Marc Westlake is a CERTIFIED FINANCIAL PLANNER and has worked as an Independent Financial Planning Consultant since 1994 a specialist in Portfolio Management, Pensions and Tax and Estate Planning, he moved to Ireland from the UK in January 2008.

Marc has a Bachelors Degree in Economics, Politics and American Studies from Leeds and Pennsylvania State Universities.

He is a member of the Chartered Insurance Institute (www.cii.co.uk) and Personal Finance Society in the UK having been awarded the Diploma in Financial Planning.
In Ireland, Marc is a member of the Life Insurance Association (www.lia.ie) holding the QFA diploma.

Marc is also a member of the prestigious Society of Trust and Estate Practitioners in Ireland (www.step.ie) and works closely with Estate Planning Lawyers in Ireland to assist clients in managing their wealth transfer to the next generation.

In 2011, Marc was awarded the post-graduate Diploma in Financial Planning from the Institute of Bankers/UCD

I assist a select group of investors in Ireland to make prudent decisions with their money.

I achieve this through a consultative process providing clarity about their financial goals and what is important to them. I also provide insights into how markets work and how the decisions that investor’s make can affect their investment returns over time.

I apply a Fiduciary standard of care in my dealings with my clients ensuring that my recommendations are in their best interests and meet the standards of the internationally recognised Financial Planning Standards Board’s Code of Ethics and Professional conduct applicable to Certified Financial Planners.

One of my guiding principles is to act in the best interests of my clients, earning and maintaining trust by doing what I say I am going to do. I follow this principle by adhering to a core philosophy that forms the foundation for all the portfolios that I manage.

Some advisers think that their job is to make some kind of investment  forecast and try to protect their clients from risk by moving them in  and out of markets. This is a tactical asset allocation or market timing  strategy and I don't believe that this is possible to do consistently because I don't have a crystal ball. Numerous studies support this view.

I believe that the role of a professional adviser acting in a fiduciary capacity is to help clients to  make prudent decisions with their money matching their portfolio to  their long term financial goals and focusing on risk and return.


----------



## Marc (23 Mar 2012)

A Chartered Financial Planner is a UK qualification awarded by the Chartered Insurance Institute and is equivalent to a Chartered Accountant or Solicitor and represents the gold standard for financial advice in the UK.

A Certified Financial Planner is an international qualification which is awarded by local bodies known as the Financial Planning Standards Board.

It is difficult to compare the two qualifications as both require high levels of academic achievement at a post-graduate level.

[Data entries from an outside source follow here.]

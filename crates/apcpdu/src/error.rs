//! CLI error types with miette diagnostics.
//!
//! Maps `CoreError` and `ConfigError` variants into user-facing errors
//! with actionable help text and stable exit codes.

use miette::Diagnostic;
use thiserror::Error;

use apcpdu_config::ConfigError;
use apcpdu_core::{CoreError, SnmpError};

/// Process exit codes.
pub mod exit_code {
    pub const SUCCESS: i32 = 0;
    pub const GENERAL: i32 = 1;
    pub const USAGE: i32 = 2;
    pub const AUTH: i32 = 3;
    pub const NOT_FOUND: i32 = 4;
    pub const CONFLICT: i32 = 6;
    pub const CONNECTION: i32 = 7;
    pub const TIMEOUT: i32 = 8;
}

#[derive(Debug, Error, Diagnostic)]
pub enum CliError {
    // ── Connection ───────────────────────────────────────────────────
    #[error("Could not reach PDU at {target}")]
    #[diagnostic(
        code(apcpdu::connection_failed),
        help(
            "Check that the management card is reachable over UDP.\n\
             Reason: {reason}"
        )
    )]
    ConnectionFailed { target: String, reason: String },

    #[error("PDU at {target} rejected the community string")]
    #[diagnostic(
        code(apcpdu::auth_failed),
        help("Store the right community with: apcpdu config set-community")
    )]
    AuthFailed { target: String },

    #[error("Request timed out after {timeout_ms}ms")]
    #[diagnostic(
        code(apcpdu::timeout),
        help(
            "Increase the timeout with --timeout, or check the host and community.\n\
             PowerNet agents silently drop requests with the wrong community."
        )
    )]
    Timeout { timeout_ms: u64 },

    // ── Device ───────────────────────────────────────────────────────
    #[error("The PDU has no object at {oid}")]
    #[diagnostic(
        code(apcpdu::not_found),
        help("Outlet numbers run from 1 to the value of: apcpdu outlets count")
    )]
    NotFound { oid: String },

    #[error("The PDU did not apply the change at {oid}: requested {requested}, got {confirmed}")]
    #[diagnostic(
        code(apcpdu::rejected),
        help("Writes need the read-write community configured on the management card.")
    )]
    Rejected {
        oid: String,
        requested: String,
        confirmed: String,
    },

    #[error("Unexpected response from the PDU: {message}")]
    #[diagnostic(code(apcpdu::unexpected_response))]
    UnexpectedResponse { message: String },

    #[error("SNMP error: {message}")]
    #[diagnostic(code(apcpdu::snmp))]
    Snmp { message: String },

    // ── Validation ───────────────────────────────────────────────────
    #[error("Invalid value for {field}: {reason}")]
    #[diagnostic(code(apcpdu::validation))]
    Validation { field: String, reason: String },

    // ── Configuration ────────────────────────────────────────────────
    #[error("No PDU host configured")]
    #[diagnostic(
        code(apcpdu::no_host),
        help(
            "Pass --host, set APCPDU_HOST, or create a profile with: apcpdu config init\n\
             Config file: {path}"
        )
    )]
    NoHost { path: String },

    #[error("Profile '{name}' not found in configuration")]
    #[diagnostic(
        code(apcpdu::profile_not_found),
        help(
            "Available profiles: {available}\n\
             Create one with: apcpdu config init"
        )
    )]
    ProfileNotFound { name: String, available: String },

    #[error(transparent)]
    #[diagnostic(code(apcpdu::config))]
    Config(Box<ConfigError>),

    // ── Interactive ──────────────────────────────────────────────────
    #[error("'{action}' requires confirmation")]
    #[diagnostic(
        code(apcpdu::confirmation_required),
        help("Use --yes (-y) to skip confirmation in non-interactive contexts.")
    )]
    NonInteractiveRequiresYes { action: String },

    // ── IO ───────────────────────────────────────────────────────────
    #[error(transparent)]
    Io(#[from] std::io::Error),
}

impl CliError {
    /// Map this error to an exit code for process termination.
    pub fn exit_code(&self) -> i32 {
        match self {
            Self::ConnectionFailed { .. } => exit_code::CONNECTION,
            Self::AuthFailed { .. } => exit_code::AUTH,
            Self::Timeout { .. } => exit_code::TIMEOUT,
            Self::NotFound { .. } => exit_code::NOT_FOUND,
            Self::Rejected { .. } => exit_code::CONFLICT,
            Self::Validation { .. }
            | Self::NoHost { .. }
            | Self::NonInteractiveRequiresYes { .. } => exit_code::USAGE,
            _ => exit_code::GENERAL,
        }
    }
}

// ── CoreError → CliError mapping ─────────────────────────────────────

impl From<CoreError> for CliError {
    fn from(err: CoreError) -> Self {
        match err {
            CoreError::Protocol(err) => err.into(),

            CoreError::SessionClosed => CliError::Snmp {
                message: "session closed".into(),
            },

            CoreError::NoSuchObject { oid } => CliError::NotFound {
                oid: oid.to_string(),
            },

            err @ (CoreError::InvalidResponseShape { .. } | CoreError::Decode { .. }) => {
                CliError::UnexpectedResponse {
                    message: err.to_string(),
                }
            }

            CoreError::Validation { field, reason } => CliError::Validation { field, reason },

            CoreError::DeviceRejectedChange {
                oid,
                requested,
                confirmed,
            } => CliError::Rejected {
                oid: oid.to_string(),
                requested,
                confirmed,
            },

            CoreError::Config { message } => CliError::Validation {
                field: "config".into(),
                reason: message,
            },
        }
    }
}

impl From<SnmpError> for CliError {
    fn from(err: SnmpError) -> Self {
        match err {
            SnmpError::Timeout { timeout_ms, .. } => CliError::Timeout { timeout_ms },
            SnmpError::Network { target, message } => CliError::ConnectionFailed {
                target,
                reason: message,
            },
            SnmpError::Authentication { target } => CliError::AuthFailed { target },
            other => CliError::Snmp {
                message: other.to_string(),
            },
        }
    }
}

impl From<ConfigError> for CliError {
    fn from(err: ConfigError) -> Self {
        match err {
            ConfigError::Validation { field, reason } => CliError::Validation { field, reason },
            ConfigError::NoProfile { profile } => CliError::ProfileNotFound {
                name: profile,
                available: "(see: apcpdu config show)".into(),
            },
            ConfigError::Io(e) => CliError::Io(e),
            other => CliError::Config(Box::new(other)),
        }
    }
}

For reference the award of the Certified Financial Planner qualification is equivalent to 30 credits towards the Chartered Financial Planner qualification which requires a total of 290 credits to pass.

Marc Westlake
Chartered and Certified Financial Planner


----------



## Brendan Burgess (21 Sep 2013)

Hi Marc

Did this list ever get off the ground? 

I have recommened a Certified Financial Planner in this complicated case  
but the only ones I know are 

yourself and


----------



## Marc (21 Sep 2013)

Brendan,

Yes, Eamon and I are both founder members of the Society of Financial Planners in Ireland.  http://sfpi.ie/

We had a conference in Cork on Thursday with around 30 Professional Financial Planners in attendance.

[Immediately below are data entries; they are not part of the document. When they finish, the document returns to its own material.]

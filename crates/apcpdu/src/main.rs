mod cli;
mod commands;
mod config;
mod error;
mod output;

use clap::Parser;
use tracing_subscriber::EnvFilter;

use apcpdu_core::Pdu;

use crate::cli::{Cli, Command};
use crate::error::{CliError, exit_code};

#[tokio::main]
async fn main() {
    let cli = Cli::parse();

    init_tracing(cli.global.verbose);

    let code = match run(cli).await {
        Ok(()) => exit_code::SUCCESS,
        Err(err) => {
            let code = err.exit_code();
            eprintln!("{:?}", miette::Report::new(err));
            code
        }
    };
    std::process::exit(code);
}

fn init_tracing(verbosity: u8) {
    let filter = match verbosity {
        0 => "warn",
        1 => "info",
        2 => "debug",
        _ => "trace",
    };

    tracing_subscriber::fmt()
        .with_env_filter(
            EnvFilter::try_from_default_env().unwrap_or_else(|_| EnvFilter::new(filter)),
        )
        .with_writer(std::io::stderr)
        .with_target(false)
        .init();
}

async fn run(mut cli: Cli) -> Result<(), CliError> {
    match cli.command {
        // Config commands don't need a PDU session
        Command::Config(args) => commands::config_cmd::handle(args, &mut cli.global),

        Command::Completions(args) => {
            use clap::CommandFactory;
            use clap_complete::generate;

            let mut cmd = Cli::command();
            generate(args.shell, &mut cmd, "apcpdu", &mut std::io::stdout());
            Ok(())
        }

        cmd => {
            commands::preflight(&cmd)?;
            let cfg = config::load_config()?;
            config::apply_display_defaults(&mut cli.global, &cfg.defaults)?;
            let device = config::build_device_config(&cli.global, &cfg)?;
            let pdu = Pdu::connect(&device).await?;

            tracing::debug!(command = ?cmd, host = %device.host, "dispatching command");
            let result = commands::dispatch(cmd, &pdu, &cli.global).await;
            if let Err(err) = pdu.close().await {
                tracing::debug!(error = %err, "session close failed");
            }
            result
        }
    }
}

It is our intention to publish a register of Financial Advisers who are BOTH

*Independent as defined by the Central Bank of Ireland and
Certified Financial Planners*

As soon as we have more on the register, I will update this post.


----------



## Billo (21 Sep 2013)

Is a CFP a better  qualification than a CFA ?


----------



## Marc (22 Sep 2013)

A CFA is a Chartered Financial Analyst.

They do different jobs, so I guess it depends what you are looking for


----------



## Brendan Burgess (22 Sep 2013)

A CFA is a Chartered  Financial Analyst.



> CFA Ireland is the Irish professional body for those engaged in investment analysis and portfolio management.



These tend to be employed by stockbrokers and investment funds in the analysis of companies.  They are not usually involved in providing advice directly to consumers on a fee basis. Where they do provide "advice", they work for stockbrokers where they are compromised by their obligation to earn commission from encouraging you to trade as often as possible.


----------



## Titan (6 Nov 2013)

I will be interested in seeing this list when it gets put up.

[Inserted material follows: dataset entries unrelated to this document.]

// ── PDU operations ──
//
// Every operation resolves its OID, issues one session call, then checks
// the response shape and decodes the value. Operations hold no state;
// the session is the only thing with a lifecycle.

use apcpdu_snmp::{Oid, Session, SnmpTransport, UdpTransport, Value};
use tracing::debug;

use crate::config::DeviceConfig;
use crate::decode;
use crate::enumerate::enumerate_subtree;
use crate::error::CoreError;
use crate::model::{
    LoadState, LoadThresholds, MAX_OUTLET_NAME_LEN, OutletIndex, OutletMap, PowerCommand,
    PowerState,
};
use crate::oids::{self, Concept};

/// A connected PowerNet PDU.
///
/// Safe to share across tasks; every method takes `&self`.
pub struct Pdu<T: SnmpTransport = UdpTransport> {
    session: Session<T>,
}

impl Pdu<UdpTransport> {
    /// Open a session to the PDU described by `config`.
    pub async fn connect(config: &DeviceConfig) -> Result<Self, CoreError> {
        let transport = config.transport_config()?;
        let session = Session::open(&transport).await?;
        debug!(peer = session.peer(), "connected to PDU");
        Ok(Self { session })
    }
}

impl<T: SnmpTransport> Pdu<T> {
    pub fn new(session: Session<T>) -> Self {
        Self { session }
    }

    /// The underlying session, for raw SNMP access.
    pub fn session(&self) -> &Session<T> {
        &self.session
    }

    // ── Reads ────────────────────────────────────────────────────────

    /// Number of outlets on the device (`rPDUIdentDeviceNumOutlets`).
    pub async fn total_outlets(&self) -> Result<u32, CoreError> {
        let oid = oids::resolve(Concept::OutletCount, None);
        let value = self.get_one(&oid).await?;
        decode::non_negative(&oid, &value)
    }

    pub async fn outlet_name(&self, outlet: OutletIndex) -> Result<String, CoreError> {
        let oid = oids::resolve(Concept::OutletName, Some(outlet));
        let value = self.get_one(&oid).await?;
        decode::text(&oid, &value)
    }

    /// Every outlet's name in one subtree walk.
    pub async fn all_outlet_names(&self) -> Result<OutletMap<String>, CoreError> {
        let root = oids::column(Concept::OutletName);
        enumerate_subtree(&self.session, &root, decode::text).await
    }

    /// The raw control code; see [`PowerState`] for the known values.
    pub async fn outlet_power_state(&self, outlet: OutletIndex) -> Result<PowerState, CoreError> {
        let oid = oids::resolve(Concept::OutletPowerState, Some(outlet));
        let value = self.get_one(&oid).await?;
        decode::state_code(&oid, &value).map(PowerState::from_code)
    }

    pub async fn all_outlet_power_states(&self) -> Result<OutletMap<PowerState>, CoreError> {
        let root = oids::column(Concept::OutletPowerState);
        enumerate_subtree(&self.session, &root, |oid, value| {
            decode::state_code(oid, value).map(PowerState::from_code)
        })
        .await
    }

    /// Phase 1 load in amps.
    pub async fn power_draw(&self) -> Result<f64, CoreError> {
        self.read_deci_amps(Concept::PowerDraw).await
    }

    pub async fn low_load_threshold(&self) -> Result<f64, CoreError> {
        self.read_deci_amps(Concept::LowLoadThreshold).await
    }

    pub async fn near_overload_threshold(&self) -> Result<f64, CoreError> {
        self.read_deci_amps(Concept::NearOverloadThreshold).await
    }

    pub async fn overload_threshold(&self) -> Result<f64, CoreError> {
        self.read_deci_amps(Concept::OverloadThreshold).await
    }

    /// All three phase 1 thresholds in a single GET.
    pub async fn load_thresholds(&self) -> Result<LoadThresholds, CoreError> {
        let requested = [
            oids::resolve(Concept::LowLoadThreshold, None),
            oids::resolve(Concept::NearOverloadThreshold, None),
            oids::resolve(Concept::OverloadThreshold, None),
        ];
        let varbinds = self.session.get(&requested).await?;
        if varbinds.len() != requested.len() {
            return Err(CoreError::InvalidResponseShape {
                oid: requested[0].clone(),
                expected: requested.len(),
                actual: varbinds.len(),
            });
        }

        let mut amps = [0.0; 3];
        for ((slot, oid), varbind) in amps.iter_mut().zip(&requested).zip(varbinds) {
            let value = decode::present(oid, varbind.value)?;
            *slot = decode::deci_amps(oid, &value)?;
        }
        let [low, near_overload, overload] = amps;
        Ok(LoadThresholds {
            low,
            near_overload,
            overload,
        })
    }

    pub async fn load_state(&self) -> Result<LoadState, CoreError> {
        let oid = oids::resolve(Concept::LoadState, None);
        let value = self.get_one(&oid).await?;
        decode::load_state(&oid, &value)
    }

    /// Read an arbitrary object relative to the APC enterprise root.
    ///
    /// Same shape check and missing-object handling as the typed reads;
    /// the value is returned undecoded.
    pub async fn get_by_oid(&self, suffix: &str) -> Result<Value, CoreError> {
        let oid = oids::relative(suffix)?;
        self.get_one(&oid).await
    }

    // ── Writes ───────────────────────────────────────────────────────

    /// Switch an outlet and wait for the device to confirm the new code.
    pub async fn set_power_state(
        &self,
        outlet: OutletIndex,
        command: impl Into<PowerCommand>,
    ) -> Result<(), CoreError> {
        let command = command.into().validate()?;
        let oid = oids::resolve(Concept::OutletPowerState, Some(outlet));
        let requested = command.code();

        let confirmed = self.set_one(&oid, &Value::Integer(requested)).await?;
        if confirmed.as_i64() != Some(i64::from(requested)) {
            return Err(CoreError::DeviceRejectedChange {
                oid,
                requested: requested.to_string(),
                confirmed: confirmed.to_string(),
            });
        }

        debug!(%outlet, code = requested, "outlet power state confirmed");
        Ok(())
    }

    /// Rename an outlet. Names longer than the device field are rejected
    /// without contacting the device.
    pub async fn set_outlet_name(&self, outlet: OutletIndex, name: &str) -> Result<(), CoreError> {
        let length = name.chars().count();
        if length > MAX_OUTLET_NAME_LEN {
            return Err(CoreError::Validation {
                field: "name".into(),
                reason: format!(
                    "outlet names are at most {MAX_OUTLET_NAME_LEN} characters, got {length}"
                ),
            });
        }

        let oid = oids::resolve(Concept::OutletName, Some(outlet));
        let confirmed = self.set_one(&oid, &Value::string(name)).await?;
        let echoed = matches!(&confirmed, Value::OctetString(bytes) if bytes == name.as_bytes());
        if !echoed {
            return Err(CoreError::DeviceRejectedChange {
                oid,
                requested: name.to_owned(),
                confirmed: confirmed.to_string(),
            });
        }

        debug!(%outlet, name, "outlet name confirmed");
        Ok(())
    }

    /// Close the session. A second call fails with `SessionClosed`.
    pub async fn close(&self) -> Result<(), CoreError> {
        self.session.close().await.map_err(CoreError::from)
    }

    // ── Helpers ──────────────────────────────────────────────────────

    async fn get_one(&self, oid: &Oid) -> Result<Value, CoreError> {
        let varbinds = self.session.get(std::slice::from_ref(oid)).await?;
        decode::single(oid, varbinds)
    }

    async fn set_one(&self, oid: &Oid, value: &Value) -> Result<Value, CoreError> {
        let varbinds = self.session.set(oid, value).await?;
        decode::single(oid, varbinds)
    }

    async fn read_deci_amps(&self, concept: Concept) -> Result<f64, CoreError> {
        let oid = oids::resolve(concept, None);
        let value = self.get_one(&oid).await?;
        decode::deci_amps(&oid, &value)
    }
}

I have been thinking of getting advice from an Independent Adviser for a while so hopefully this will help me to find someone who can give me some investment advice


----------



## Steven Barrett (25 Feb 2014)

Titan said:


> I will be interested in seeing this list when it gets put up.
> 
> I have been thinking of getting advice from an Independent Adviser for a while so hopefully this will help me to find someone who can give me some investment advice



Titan


You can always ask the adviser if he'll do the work for a fee instead of a commission. Any adviser worth his salt will have no problem in charging you a fee. 

That is what the Central Bank consider independent, someone who will offer a fee or commission as payment. 


Steven
www.bluewaterfp.ie


----------



## Steven Barrett (6 Jun 2014)

From today, I am now a Certified Financial Planner. 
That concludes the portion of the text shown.